I’ve been wanting to go and see my doctor for a while. I’ve been putting it off a bit as I have been feeling so unwell and when I have felt up to it she hasn’t been available.
Eventually made an appointment with a two week wait. Great, lots of time to prepare. So I make a list of all the symptoms that have been worrying me. Add to the list various supplement trials others I know of with m.e. are on and I’m all set to have my mind set at ease and possibly further investigations done.
Downside of having so much time to plan is the anxiety build up in anticipation of going at all. I don’t go out much, and knowing I have to be in a set place at a set time and with it enough to achieve what I set out to achieve is rather daunting.
I’ve been feeling quite scared lately, scared that perhaps this time I won’t get better and that I might get worse.
First thing she does is laugh at my long list and tell me that I should only ever make an appointment to discuss 1 or 2 symptoms.
After looking through my list she says she thinks I’ve developed “health anxiety”, I think this is another way of calling me a hypochondriac. I thought I was being well prepared and informed, apparently not.
She then goes on to say that if anyone (without m.e. diagnosis) came in with my symptoms and they had 2 young children at home, she would say the symptoms were down to life with young children. But I don’t see any other mums out there who don’t leave the house except to deliver the kids to and from school and even sometimes struggle with that.
I don’t see other mums who have to spend all weekend resting instead of enjoying their family and going on outings because otherwise they wouldn’t be able to function for the following week.
She did say she wasn’t dismissing my symptoms, though at the same time it sounded like that is exactly what she was doing.
She has agreed to send me for blood tests, but said she really didn’t expect them to show anything.
I know I have a diagnosis of M.E. given to me 13 years ago, but I have spent 8 of those subsequent years in good health. When both my kids were small I was in good health, still very active, able to work and enjoy my kids.
I don’t understand how they can be so relaxed about my symptoms now due to a diagnosis made so many years ago!
Sorry for the rant everyone, but I am feeling so frustrated and let down by the system today.
It's really tricky once you have a ME diagnosis because the symptoms are so broad everything gets lumped in. What I've found useful, if there's been a big change, is to take someone else in with me to back up that it isn't within the normal range of Tired All The Time or overdoing it (they should prepare examples of why they're worried about you too).

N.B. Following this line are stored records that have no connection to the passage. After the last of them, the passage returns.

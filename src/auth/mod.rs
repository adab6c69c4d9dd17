pub mod auth;
pub mod credentials;
pub mod handlers;
pub mod jwt;
pub mod middleware;
pub mod password;
use std::net::SocketAddr;
use std::path::PathBuf;
use std::sync::Arc;
use std::time::Duration;

use axum::routing::{get, post};
use axum::Router;
use clap::Parser;
use tower_http::services::ServeDir;
use tracing_subscriber::EnvFilter;

mod handlers;
mod logic;
mod persistence;
mod state;
mod storage;

use crate::handlers::{archive_handler, canvas_handler, ping_handler, ws_handler};
use crate::persistence::{restore_latest, spawn_autosave};
use crate::state::{AppState, Relay};
use crate::storage::FileStorage;

const AUTOSAVE_PERIOD: Duration = Duration::from_secs(30);

#[derive(Parser)]
#[command(author, version, about)]
struct Args {
    /// Where the latest canvas and archived snapshots are written.
    #[arg(long)]
    data_dir: Option<PathBuf>,
    #[arg(long)]
    public_dir: Option<PathBuf>,
}

#[tokio::main]
async fn main() {
    let filter = EnvFilter::try_from_default_env().unwrap_or_else(|_| EnvFilter::new("info"));
    tracing_subscriber::fmt().with_env_filter(filter).init();

    let args = Args::parse();
    let data_dir = args
        .data_dir
        .unwrap_or_else(|| PathBuf::from(env!("CARGO_MANIFEST_DIR")).join("../data"));
    if let Err(error) = tokio::fs::create_dir_all(&data_dir).await {
        tracing::warn!(%error, dir = %data_dir.display(), "failed to create data dir");
    }
    let storage = Arc::new(FileStorage::new(data_dir));
    let latest = restore_latest(storage.as_ref()).await;
    let state = AppState {
        relay: Arc::new(tokio::sync::RwLock::new(Relay::new(latest))),
        storage,
    };
    let _autosave = spawn_autosave(state.clone(), AUTOSAVE_PERIOD);

    let public_dir = args
        .public_dir
        .unwrap_or_else(|| PathBuf::from(env!("CARGO_MANIFEST_DIR")).join("../public"));

    let app = Router::new()
        .route("/ping", get(ping_handler))
        .route("/ws/listener", get(ws_handler))
        .route("/api/canvas", get(canvas_handler))
        .route("/api/canvas/archive", post(archive_handler))
        .fallback_service(ServeDir::new(public_dir).append_index_html_on_directories(true))
        .with_state(state);

    let port: u16 = std::env::var("PORT")
        .ok()
        .and_then(|value| value.parse().ok())
        .unwrap_or(8000);
    let addr = SocketAddr::from(([0, 0, 0, 0], port));
    tracing::info!(%port, "guessboard relay listening");

    let listener = tokio::net::TcpListener::bind(addr)
        .await
        .expect("Failed to bind server");
    axum::serve(listener, app).await.expect("Server crashed");
}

I find the other person is taken more seriously because doctors aren't so confused about health anxiety. Of course if you're unable to lead a normal life and feel crap all the time some health anxiety is a sanity response! BTW I'm recently diagnosed with PoTS and the cardiologist thought that I've had it 17yrs since glandular fever. It is somewhat treatable. That's a long time to feel crapper because the symptoms are similar to ME!
Wow, yes that is a long time to go undiagnosed! The only person who sees me day to day is my husband and he can't go to appointments with me – also he tends to bury his head in the sand and doesn't like hearing about new symptoms as it makes him stressed! I can now see my doctors point, I think I'd been stewing through the winter with cold after cold and it had completely worn me down mentally and physically. I seem to be in a more positive headspace at the moment.